Saxe assumed abandoning the villages meant Cumberland was retreating across the Meuse, and around 10:30 sent his infantry forward to take possession. Although Vlytingen was empty, Lauffeld had been re-occupied by troops under Frederick of Hesse-Kassel. Over the next few hours, the village changed hands four or five times, before the French finally captured it around 12:30 pm.[20] Cumberland ordered a counter-attack but as the infantry formed up, a Dutch cavalry unit to their front was routed by the French and fled, throwing those behind them into disorder and exposing the Allied centre.[21] This was held by the Dutch, who had been limited to two fruitless attacks, both repulsed by French artillery, costing them 537 men. When the Allied left gave way, the centre and right followed.[18]

Meanwhile, 150 squadrons of French cavalry had assembled around Wilre, preparing to attack Cumberland's flank; unaware the Allies were falling back on Maastricht, Ligonier and 60 squadrons charged, taking them by surprise. One of the best known cavalry charges in British military history, Saxe later claimed only this prevented him destroying the Allied army[citation needed]. The French Irish Brigade suffered more than 1,400 casualties; at one point, the short-sighted Cumberland mistook the red-coated Irish for his own troops, and barely escaped being taken prisoner.[22] To cover the retreating infantry, Ligonier obtained permission for another charge, this time with only three regiments. He was taken prisoner, while the Scots Greys, one of the units involved, lost nearly 40% of their strength.[23] This action allowed time for Karl Josef Batthyány and his Austrians to cover the Allied withdrawal.[17]

Aftermath edit

 
French troops enter Bergen op Zoom September 1747

Estimates of total casualties vary, ranging from between 5,000 and 11,000 killed or wounded on either side.[2] As on previous occasions, Saxe was unable to follow up his success, leading to accusations from his critics that he was deliberately seeking to prolong the war in order to strengthen his own prestige.[24] Lauffeld was thus another French victory that failed to achieve a decisive result, although it led to the capture of Bergen-op-Zoom in September and Maastricht in May 1748. It provided further proof of Cumberland's weaknesses as a general, all of which had been factors in his earlier defeat at Fontenoy in 1745. These included inadequate reconnaissance, lack of strategic awareness, and poor co-ordination with his senior commanders, as shown by his failure to inform Ligonier he had withdrawn the infantry.[25]
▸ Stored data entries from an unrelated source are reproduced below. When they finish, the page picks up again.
use crate::config::LayoutConfig;
use crate::parser::PayloadError;

use super::{ErrorLayout, Layout, LayoutData};

/// Placeholder shown instead of the chart when the payload cannot be laid out.
pub fn compute_error_layout(err: &PayloadError, config: &LayoutConfig) -> Layout {
    tracing::warn!(error = %err, "rendering error placeholder");
    Layout {
        width: config.error.width.max(1.0),
        height: config.error.height.max(1.0),
        diagram: LayoutData::Error(ErrorLayout {
            message: err.to_string(),
            text_size: config.error.text_size.max(1.0),
        }),
    }
}
fn main() {
    if let Err(err) = area_pack_renderer::run() {
        eprintln!("error: {err}");
        std::process::exit(1);
    }
}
Despite their success in Flanders, the British naval blockade caused a collapse in French customs receipts, and cut them off from the Newfoundland cod fisheries, a key food supply for the poor. Finance Minister Machault repeatedly warned Louis XV of the impending collapse of their financial system.[26] Their position deteriorated further in October 1747 when the Royal Navy attacked a large convoy on its way to the West Indies at Cape Finisterre in October 1747. Despite the loss of their naval escort, most of the merchantmen escaped but warned of their approach, the British Leeward Islands Squadron under Commodore George Pocock was able to intercept many of them in late 1747 and early 1748.[27] As a result of this defeat, the French navy could no longer protect their colonies or trade routes.[28]
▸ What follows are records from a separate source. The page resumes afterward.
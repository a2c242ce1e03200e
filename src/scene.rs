// Append-only drawing surface. Nodes are never removed or edited once
// written; `to_svg` serialises the tree in insertion order.

use crate::ir::Point;

#[derive(Debug, Clone, Copy, PartialEq, Eq, Hash)]
pub struct NodeId(usize);

#[derive(Debug, Clone, PartialEq)]
pub struct Paint {
    pub fill: String,
    pub stroke: Option<String>,
    pub stroke_width: f32,
    pub opacity: f32,
}

impl Paint {
    pub fn fill(color: impl Into<String>) -> Self {
        Self {
            fill: color.into(),
            stroke: None,
            stroke_width: 0.0,
            opacity: 1.0,
        }
    }

    pub fn with_stroke(mut self, color: impl Into<String>, width: f32) -> Self {
        self.stroke = Some(color.into());
        self.stroke_width = width;
        self
    }

    pub fn with_opacity(mut self, opacity: f32) -> Self {
        self.opacity = opacity.clamp(0.0, 1.0);
        self
    }

    fn attrs(&self) -> String {
        let mut out = format!(" fill=\"{}\"", escape_xml(&self.fill));
        if let Some(stroke) = &self.stroke {
            out.push_str(&format!(
                " stroke=\"{}\" stroke-width=\"{:.2}\"",
                escape_xml(stroke),
                self.stroke_width
            ));
        }
        if self.opacity < 1.0 {
            out.push_str(&format!(" fill-opacity=\"{:.2}\"", self.opacity));
        }
        out
    }
}

/// Multi-line text; `y` is the vertical centre of the whole block.
#[derive(Debug, Clone, PartialEq)]
pub struct TextNode {
    pub x: f32,
    pub y: f32,
    pub lines: Vec<String>,
    pub line_height: f32,
    pub font_family: String,
    pub font_size: f32,
    pub font_weight: u16,
    pub fill: String,
}

#[derive(Debug, Clone, PartialEq)]
pub enum NodeKind {
    Group {
        class: Option<String>,
    },
    Circle {
        center: Point,
        r: f32,
        paint: Paint,
    },
    Rect {
        x: f32,
        y: f32,
        width: f32,
        height: f32,
        rx: f32,
        paint: Paint,
    },
    Polygon {
        points: Vec<Point>,
        paint: Paint,
    },
    Line {
        from: Point,
        to: Point,
        stroke: String,
        width: f32,
    },
    Text(TextNode),
    Image {
        x: f32,
        y: f32,
        width: f32,
        height: f32,
        href: String,
    },
    RadialGradient {
        id: String,
        stops: Vec<(f32, String)>,
    },
}

#[derive(Debug, Clone)]
pub struct Node {
    pub kind: NodeKind,
    pub parent: Option<NodeId>,
    pub children: Vec<NodeId>,
}

#[derive(Debug, Clone, Default)]
pub struct Scene {
    nodes: Vec<Node>,
    roots: Vec<NodeId>,
    defs: Vec<NodeId>,
}

impl Scene {
    pub fn new() -> Self {
        Self::default()
    }

    /// Append `kind` under `parent` (or at the top level). A parent id that
    /// does not belong to this scene appends at the top level.
    pub fn append(&mut self, parent: Option<NodeId>, kind: NodeKind) -> NodeId {
        let id = NodeId(self.nodes.len());
        let parent = parent.filter(|p| p.0 < self.nodes.len());
        self.nodes.push(Node {
            kind,
            parent,
            children: Vec::new(),
        });
        match parent {
            Some(p) => self.nodes[p.0].children.push(id),
            None => self.roots.push(id),
        }
        id
    }

    /// Register a paint server emitted inside `<defs>`.
    pub fn define(&mut self, kind: NodeKind) -> NodeId {
        let id = NodeId(self.nodes.len());
        self.nodes.push(Node {
            kind,
            parent: None,
            children: Vec::new(),
        });
        self.defs.push(id);
        id
    }

    pub fn group(&mut self, parent: Option<NodeId>, class: &str) -> NodeId {
        self.append(
            parent,
            NodeKind::Group {
                class: Some(class.to_string()),
            },
        )
    }

    pub fn node(&self, id: NodeId) -> Option<&Node> {
        self.nodes.get(id.0)
    }

    pub fn roots(&self) -> &[NodeId] {
        &self.roots
    }

    pub fn len(&self) -> usize {
        self.nodes.len()
    }

    pub fn is_empty(&self) -> bool {
        self.nodes.is_empty()
    }

    pub fn iter(&self) -> impl Iterator<Item = &Node> {
        self.nodes.iter()
    }

    /// Every node below `id`, depth first.
    pub fn descendants(&self, id: NodeId) -> Vec<NodeId> {
        let mut out = Vec::new();
        let mut stack: Vec<NodeId> = self
            .node(id)
            .map(|n| n.children.iter().rev().copied().collect())
            .unwrap_or_default();
        while let Some(next) = stack.pop() {
            out.push(next);
            if let Some(node) = self.node(next) {
                stack.extend(node.children.iter().rev().copied());
            }
        }
        out
    }

    pub fn to_svg(&self, width: f32, height: f32, background: Option<&str>) -> String {
        let mut svg = String::new();
        let width = width.max(1.0);
        let height = height.max(1.0);
        svg.push_str(&format!(
            "<svg xmlns=\"http://www.w3.org/2000/svg\" xmlns:xlink=\"http://www.w3.org/1999/xlink\" width=\"{width}\" height=\"{height}\" viewBox=\"0 0 {width} {height}\">",
        ));
        if !self.defs.is_empty() {
            svg.push_str("<defs>");
            for id in &self.defs {
                self.write_node(&mut svg, *id);
            }
            svg.push_str("</defs>");
        }
        if let Some(background) = background {
            svg.push_str(&format!(
                "<rect width=\"100%\" height=\"100%\" fill=\"{}\"/>",
                escape_xml(background)
            ));
        }
        for id in &self.roots {
            self.write_node(&mut svg, *id);
        }
        svg.push_str("</svg>");
        svg
    }

    fn write_node(&self, svg: &mut String, id: NodeId) {
        let Some(node) = self.node(id) else {
            return;
        };
        match &node.kind {
            NodeKind::Group { class } => {
                match class {
                    Some(class) => svg.push_str(&format!("<g class=\"{}\">", escape_xml(class))),
                    None => svg.push_str("<g>"),
                }
                for child in &node.children {
                    self.write_node(svg, *child);
                }
                svg.push_str("</g>");
            }
            NodeKind::Circle { center, r, paint } => {
                svg.push_str(&format!(
                    "<circle cx=\"{:.2}\" cy=\"{:.2}\" r=\"{:.2}\"{}/>",
                    center.x,
                    center.y,
                    r,
                    paint.attrs()
                ));
            }
            NodeKind::Rect {
                x,
                y,
                width,
                height,
                rx,
                paint,
            } => {
                svg.push_str(&format!(
                    "<rect x=\"{x:.2}\" y=\"{y:.2}\" width=\"{width:.2}\" height=\"{height:.2}\" rx=\"{rx:.2}\" ry=\"{rx:.2}\"{}/>",
                    paint.attrs()
                ));
            }
            NodeKind::Polygon { points, paint } => {
                let points = points
                    .iter()
                    .map(|p| format!("{:.2},{:.2}", p.x, p.y))
                    .collect::<Vec<_>>()
                    .join(" ");
                svg.push_str(&format!("<polygon points=\"{points}\"{}/>", paint.attrs()));
            }
            NodeKind::Line {
                from,
                to,
                stroke,
                width,
            } => {
                svg.push_str(&format!(
                    "<line x1=\"{:.2}\" y1=\"{:.2}\" x2=\"{:.2}\" y2=\"{:.2}\" stroke=\"{}\" stroke-width=\"{width:.2}\"/>",
                    from.x,
                    from.y,
                    to.x,
                    to.y,
                    escape_xml(stroke)
                ));
            }
            NodeKind::Text(text) => write_text(svg, text),
            NodeKind::Image {
                x,
                y,
                width,
                height,
                href,
            } => {
                let href = escape_xml(href);
                svg.push_str(&format!(
                    "<image x=\"{x:.2}\" y=\"{y:.2}\" width=\"{width:.2}\" height=\"{height:.2}\" href=\"{href}\" xlink:href=\"{href}\" preserveAspectRatio=\"xMidYMid meet\"/>",
                ));
            }
            NodeKind::RadialGradient { id, stops } => {
                svg.push_str(&format!(
                    "<radialGradient id=\"{}\" cx=\"35%\" cy=\"30%\" r=\"75%\">",
                    escape_xml(id)
                ));
                for (offset, color) in stops {
                    svg.push_str(&format!(
                        "<stop offset=\"{:.0}%\" stop-color=\"{}\"/>",
                        offset.clamp(0.0, 1.0) * 100.0,
                        escape_xml(color)
                    ));
                }
                svg.push_str("</radialGradient>");
            }
        }
    }
}

fn write_text(svg: &mut String, text: &TextNode) {
    if text.lines.is_empty() {
        return;
    }
    let step = text.font_size * text.line_height;
    let first = text.y - step * (text.lines.len() as f32 - 1.0) / 2.0;
    let x = text.x;
    svg.push_str(&format!(
        "<text x=\"{x:.2}\" y=\"{first:.2}\" text-anchor=\"middle\" dominant-baseline=\"central\" font-family=\"{}\" font-size=\"{:.2}\" font-weight=\"{}\" fill=\"{}\">",
        escape_xml(&text.font_family),
        text.font_size,
        text.font_weight,
        escape_xml(&text.fill)
    ));
    for (idx, line) in text.lines.iter().enumerate() {
        let dy = if idx == 0 { 0.0 } else { step };
        svg.push_str(&format!(
            "<tspan x=\"{x:.2}\" dy=\"{dy:.2}\">{}</tspan>",
            escape_xml(line)
        ));
    }
    svg.push_str("</text>");
}

pub fn escape_xml(input: &str) -> String {
    input
        .replace('&', "&amp;")
        .replace('<', "&lt;")
        .replace('>', "&gt;")
        .replace('"', "&quot;")
        .replace('\'', "&apos;")
}

#[cfg(test)]
mod tests {
    use super::*;

    #[test]
    fn children_serialise_inside_their_group() {
        let mut scene = Scene::new();
        let root = scene.group(None, "pack");
        scene.append(
            Some(root),
            NodeKind::Circle {
                center: Point::new(10.0, 10.0),
                r: 5.0,
                paint: Paint::fill("#FF0000"),
            },
        );
        let svg = scene.to_svg(100.0, 100.0, None);
        let group = svg.find("<g class=\"pack\">").expect("group");
        let circle = svg.find("<circle").expect("circle");
        let close = svg.find("</g>").expect("close");
        assert!(group < circle && circle < close);
        assert_eq!(scene.descendants(root).len(), 1);
    }

    #[test]
    fn gradients_go_into_defs() {
        let mut scene = Scene::new();
        scene.define(NodeKind::RadialGradient {
            id: "g0".to_string(),
            stops: vec![(0.0, "#FFFFFF".to_string()), (1.0, "#000000".to_string())],
        });
        let svg = scene.to_svg(10.0, 10.0, Some("#FFFFFF"));
        assert!(svg.contains("<defs><radialGradient id=\"g0\""));
        assert!(svg.contains("offset=\"100%\""));
        assert!(scene.roots().is_empty());
    }

    #[test]
    fn text_is_escaped_and_split_into_tspans() {
        let mut scene = Scene::new();
        scene.append(
            None,
            NodeKind::Text(TextNode {
                x: 50.0,
                y: 50.0,
                lines: vec!["Bosnia &".to_string(), "<Herzegovina>".to_string()],
                line_height: 1.2,
                font_family: "sans-serif".to_string(),
                font_size: 10.0,
                font_weight: 400,
                fill: "#333333".to_string(),
            }),
        );
        let svg = scene.to_svg(100.0, 100.0, None);
        assert!(svg.contains("Bosnia &amp;"));
        assert!(svg.contains("&lt;Herzegovina&gt;"));
        assert_eq!(svg.matches("<tspan").count(), 2);
        assert!(svg.contains("y=\"44.00\""));
    }

    #[test]
    fn unknown_parent_appends_at_top_level() {
        let mut scene = Scene::new();
        let id = scene.append(Some(NodeId(42)), NodeKind::Group { class: None });
        assert_eq!(scene.roots(), &[id]);
        assert_eq!(scene.node(id).and_then(|n| n.parent), None);
    }
}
In November, Britain and Russia signed a convention for the supply of additional troops and in February 1748, a Russian corps of 37,000 arrived in the Rhineland.[29] However, by now Newcastle was also ready to agree terms, although it has been argued he failed to appreciate the impact of the naval blockade on the French economy. The terms of the Treaty of Aix-la-Chapelle were first agreed by Britain and France at Breda, then presented to their allies. These confirmed Prussian possession of Silesia and minor territorial adjustments in Italy, but essentially returned the situation to 1740, with France withdrawing from the Low Countries. Returning the territorial gains which had cost so much, in exchange for so little, led to the phrase "as stupid as the Peace".[30]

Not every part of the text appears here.